Pierre Ménès clashe Riolo sur les cas Bielsa et Blanc

Pierre Ménès clashe Riolo sur les cas Bielsa et Blanc

Photo Icon Sport

Consultants vedettes du paysage médiatique français, Daniel Riolo et Pierre Ménès ne sont pas souvent en opposition franche sur les sujets qui fâchent. Mais en ce qui concerne l’inénarrable débat sur les qualités des entraineurs en France, le désaccord est flagrant. Si Pierre Ménès défend bec et ongles Laurent Blanc, estimant qu’il était trop facile de taper sur l’entraineur parisien de manière systématique, Daniel Riolo a fait du champion du monde 1998 sa cible favorite, tandis qu’il loue les qualités de Marcelo Bielsa (OM) et Leonardo Jardim (Monaco). Des entraineurs étrangers qui ont pourtant la vie dure en France, où aucun cadeau ne leur est fait en raison d’un corporatisme très vieux jeu. Une théorie que ne partage pas Pierre Ménès, comme il l’a confié sur FootMarseille.   

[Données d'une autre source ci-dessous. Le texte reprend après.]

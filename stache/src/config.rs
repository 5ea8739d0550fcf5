//! Global configuration.
//!
//! Loaded from `stache.toml` in the current working directory, if one exists:
//!
//! ```toml
//! [general]
//! tty = true
//!
//! [render]
//! max_depth = 64 # 0 disables the limit
//! ```
//!
//! `STACHE_MAX_DEPTH` in the environment overrides `render.max_depth`.
use once_cell::sync::OnceCell;
use std::env::var;
use std::io::IsTerminal;
use std::path::{Path, PathBuf};

use serde::{Deserialize, Serialize};
use std::fs::read_to_string;
use thiserror::Error;
use tracing::{info, warn};

static CONFIG: OnceCell<Config> = OnceCell::new();

#[derive(Error, Debug)]
pub enum Error {
    #[error("config: {0}")]
    Toml(#[from] toml::de::Error),

    #[error("config: {0}")]
    Io(#[from] std::io::Error),

    #[error("\"{0}\" is not a valid value for {1}")]
    Env(String, &'static str),

    #[error("config is already loaded")]
    ConfigLoaded,

    #[error("config not found")]
    NoConfig,
}

/// Global configuration.
#[derive(Debug, Clone, Default)]
pub struct Config {
    path: Option<PathBuf>,
    pub general: General,
    pub render: Render,
}

#[derive(Debug, Clone)]
pub struct General {
    /// Use colors in log output.
    pub tty: bool,
}

#[derive(Debug, Clone)]
pub struct Render {
    /// Maximum number of nested blocks [`crate::Renderer`] accepts. `0` means no limit.
    pub max_depth: usize,
}

impl Default for General {
    fn default() -> Self {
        Self {
            tty: std::io::stderr().is_terminal(),
        }
    }
}

impl Default for Render {
    fn default() -> Self {
        Self {
            max_depth: RenderConfig::default_max_depth(),
        }
    }
}

impl Config {
    /// Load configuration from `stache.toml` (or `Stache.toml`)
    /// and the environment.
    pub fn load() -> Result<Config, Error> {
        match Config::find() {
            Some(path) => Config::load_from(&path),
            None => Err(Error::NoConfig),
        }
    }

    /// Load configuration from a file and the environment.
    pub fn load_from(path: impl AsRef<Path>) -> Result<Config, Error> {
        let mut config = Config::load_file(path)?;
        config.apply_env()?;

        Ok(config)
    }

    /// Load configuration from a file only.
    pub fn load_file(path: impl AsRef<Path>) -> Result<Config, Error> {
        let file = ConfigFile::load(path.as_ref())?;
        let mut config = Config::from_config_file(file);
        config.path = Some(path.as_ref().to_owned());

        Ok(config)
    }

    /// Config file in the current working directory, if there is one.
    fn find() -> Option<PathBuf> {
        ["stache.toml", "Stache.toml"]
            .into_iter()
            .map(PathBuf::from)
            .find(|path| path.exists())
    }

    /// Load configuration from `path` and the environment, never failing.
    ///
    /// A file that can't be read or parsed is replaced with defaults. A bad
    /// environment variable is ignored and the file's setting is kept.
    fn load_lenient(path: Option<&Path>) -> Config {
        let mut config = match path {
            Some(path) => Config::load_file(path).unwrap_or_else(|err| {
                warn!("{}, using default configuration", err);
                Config::default()
            }),
            None => Config::default(),
        };

        if let Err(err) = config.apply_env() {
            warn!("{}, ignoring it", err);
        }

        config
    }

    /// Parse configuration from a TOML string. The environment isn't consulted.
    pub fn from_str(text: &str) -> Result<Config, Error> {
        let file: ConfigFile = toml::from_str(text)?;
        Ok(Config::from_config_file(file))
    }

    fn from_config_file(file: ConfigFile) -> Config {
        let mut config = Config::default();

        if let Some(general) = file.general {
            if let Some(tty) = general.tty {
                config.general.tty = tty;
            }
        }

        if let Some(render) = file.render {
            config.render.max_depth = render.max_depth;
        }

        config
    }

    fn apply_env(&mut self) -> Result<(), Error> {
        if let Ok(max_depth) = var("STACHE_MAX_DEPTH") {
            self.render.max_depth = max_depth
                .trim()
                .parse()
                .map_err(|_| Error::Env(max_depth, "STACHE_MAX_DEPTH"))?;
        }

        Ok(())
    }

    /// Nesting limit, if any.
    pub fn max_depth(&self) -> Option<usize> {
        match self.render.max_depth {
            0 => None,
            n => Some(n),
        }
    }

    /// Where the config was loaded from.
    pub fn path(&self) -> Option<&Path> {
        self.path.as_deref()
    }

    /// Install this configuration globally. Fails if the global config is already in use.
    pub fn init(self) -> Result<(), Error> {
        CONFIG.set(self).map_err(|_| Error::ConfigLoaded)
    }

    pub fn get() -> &'static Config {
        get_config()
    }

    pub fn log_info(&self) {
        match self.path {
            Some(ref path) => info!("Configuration loaded from \"{}\"", path.display()),
            None => info!("Using default configuration"),
        }

        match self.max_depth() {
            Some(max_depth) => info!("Templates may nest up to {} blocks", max_depth),
            None => info!("Template nesting is unlimited"),
        }
    }
}

pub fn get_config() -> &'static Config {
    CONFIG.get_or_init(|| Config::load_lenient(Config::find().as_deref()))
}

#[derive(Serialize, Deserialize)]
struct ConfigFile {
    general: Option<GeneralConfig>,
    render: Option<RenderConfig>,
}

impl ConfigFile {
    pub fn load(path: &Path) -> Result<ConfigFile, Error> {
        let file = read_to_string(path)?;
        let config: Self = toml::from_str(&file)?;

        Ok(config)
    }
}

#[derive(Serialize, Deserialize)]
struct GeneralConfig {
    tty: Option<bool>,
}

#[derive(Serialize, Deserialize)]
struct RenderConfig {
    #[serde(default = "RenderConfig::default_max_depth")]
    max_depth: usize,
}

impl RenderConfig {
    fn default_max_depth() -> usize {
        256
    }
}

« C'est son dada à Daniel. Comme on fait les vidéos pour FIFA, on a souvent l'occasion d'échanger. Lui pense qu'il y a un corporatisme français, moi je pense que si Laurent Blanc était le coach de l'OM et qu'il avait perdu six de ses huit derniers déplacements, l'analyse ne serait pas la même avec le même contenu. Après, le corporatisme contre Ancelotti, je pense aussi que c'est un corporatisme contre le PSG version Qatar. L'année dernière, on a quand même donné le titre de meilleur entraîneur à René Girard alors que Laurent Blanc a fait le record de points de la Ligue 1 avec son équipe. Alors, ok, il a une équipe de milliardaires, avec zéro pépin quasiment l'année dernière, mais au moins Ancelotti avait été ex æquo avec Galtier. Je n'y crois pas à ce corporatisme. Pour moi la preuve, c'est Gourvennec : il est français et il fait l'unanimité. Que Bielsa soit argentin, portugais, suisse ou croate, je n'en ai rien à cirer. Je ne vois pas l'intérêt d'un corporatisme. Quiconque fait progresser le football français, et nos footballeurs français quand il y en a, est important », a noté le consultant de Canal+, qui estime lui que Bielsa possède un traitement de faveur, et pas seulement de la part de Daniel Riolo.